We had known of one another for close to a decade. As summer crept in and took up residence, a bunch of scattershot people with ties to Cincinnati began convening in turntable.fm rooms to play songs we loved, songs that made us laugh, songs we called heaters or bangers or whatever inside joke had come out of that day’s conversation.
Late one night he played Crime Mob’s “Circles” and I spent the entirety of the next day listening to it on repeat. I had forgotten it; Hated On Mostly never got that much play with me. His choice tied him to me forever, the same way “RX Queen” reminds me of a high school boyfriend’s mixtape and “Harder Better Faster Stronger” makes me think of a dance one of my best friends does.
He will always be that song to me. He is that song no matter how many other conversations he and I have about music, about anything. He would be that song in my mind even if it never went further than an after-midnight turntable play.
He probably doesn’t even know that this relationship between him and that song persist for me but for the fact that once when we were together, his phone accidentally called mine. There it was, blaring out of another tiny speaker, that beat and that sample responsible for me paying any attention to him. If he didn’t hear it and didn’t know then, this writing is now proof.
There’s no poetic way for me to parse this part and I don’t want to say it that way: things didn’t work out between us. I didn’t, wouldn’t and couldn’t listen to that song for weeks even though I previously couldn’t hear it enough times—typical behavior for me. If he hadn’t been responsible for its re-appearance in my life, the song itself might’ve actually been comforting on some level, as comforting as the thought of the members of Crime Mob coaching me through a break up. The interplay of anger and sadness you feel when something ends is in the dynamic between the sample and the verses. As the interpolation of the Friends of Distinction lets them coo over their minds as whirlpools, Princess and Diamond punch holes through it all with their own tales of “wishy washy kinda feelings” and disappointment.

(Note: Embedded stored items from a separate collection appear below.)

use std::fmt;
use std::path::PathBuf;
use thiserror::Error;

/// Exit codes for the CLI application.
///
/// These codes allow wrappers and schedulers to distinguish a partially
/// failed scan run from a hard failure.
#[derive(Debug, Clone, Copy, PartialEq, Eq)]
#[repr(i32)]
pub enum ExitCode {
    /// Success - every requested operation completed
    Success = 0,
    /// At least one scan invocation did not start
    ScanFailures = 1,
    /// Invalid command-line arguments (clap parsing errors)
    InvalidArguments = 2,
    /// Application error (inventory fetch, catalog I/O, configuration, validation, etc.)
    ApplicationError = 3,
}

impl ExitCode {
    /// Convert to i32 for use with std::process::exit
    pub fn as_i32(self) -> i32 {
        self as i32
    }
}

impl fmt::Display for ExitCode {
    fn fmt(&self, f: &mut fmt::Formatter<'_>) -> fmt::Result {
        match self {
            ExitCode::Success => write!(f, "Success (0)"),
            ExitCode::ScanFailures => write!(f, "Scan Failures (1)"),
            ExitCode::InvalidArguments => write!(f, "Invalid Arguments (2)"),
            ExitCode::ApplicationError => write!(f, "Application Error (3)"),
        }
    }
}

/// Application-specific errors for inventory reconciliation and scan orchestration.
///
/// Every variant is handled at the boundary where it occurs; the binary maps
/// whatever reaches `main` to [`ExitCode::ApplicationError`].
#[derive(Debug, Error)]
pub enum ComplianceError {
    /// A required scan selection is missing. User-correctable.
    #[error("Validation error: {message}\n\n💡 Hint: Please select both OS and Benchmark (see `instance-compliance profiles`)")]
    Validation { message: String },

    #[error("Failed to fetch instances from the SSM inventory\nDetails: {details}\n\n💡 Hint: Check your AWS credentials, region and ssm:DescribeInstanceInformation permission")]
    InventoryFetch { details: String },

    #[error("Scan invocation failed for {instance_id} (status {status_code}): {details}")]
    Invocation {
        instance_id: String,
        status_code: u16,
        details: String,
    },

    #[error("Instance not found in catalog: {instance_id}\n\n💡 Hint: Run `instance-compliance refresh` to pull the current inventory")]
    InstanceNotFound { instance_id: String },

    #[error("Instance already exists in catalog: {instance_id}")]
    DuplicateInstance { instance_id: String },

    #[error("Catalog snapshot error: {path}\nDetails: {details}\n\n💡 Hint: Please verify that the directory exists and you have write permissions")]
    CatalogPersistence { path: PathBuf, details: String },

    #[error("Failed to write to file: {path}\nDetails: {details}\n\n💡 Hint: Please verify that the directory exists and you have write permissions")]
    FileWrite { path: PathBuf, details: String },

    #[error("Invalid configuration: {message}")]
    InvalidConfig { message: String },
}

Maybe it’s comical that something by a bunch of rappers from southside Atlanta reminds me, a white girl from the suburbs, too heavily of him, a white dude from some other suburbs. That’s the power music has over me, though. None of that shit matters when it comes to my heart. In the world I live in, DMX’s monologue before the Aaliyah “Miss You” video is one of the most heartrending speeches ever made. I have different tenets for emotionality, obviously. “Circles” is always his anthem; the two are now synonymous. I kept it on my iPod, if only because I love it as a song as much as I love trying to break myself free of feeling sad over what happened between us. I kept it on my phone, too. Even if he never called me again, that song will only be his ringtone, a 21st century memento mori. I’d want to know, immediately, that it was him calling. I’d want to hear that song and remember the time over the summer that it was the best thing I’d ever heard.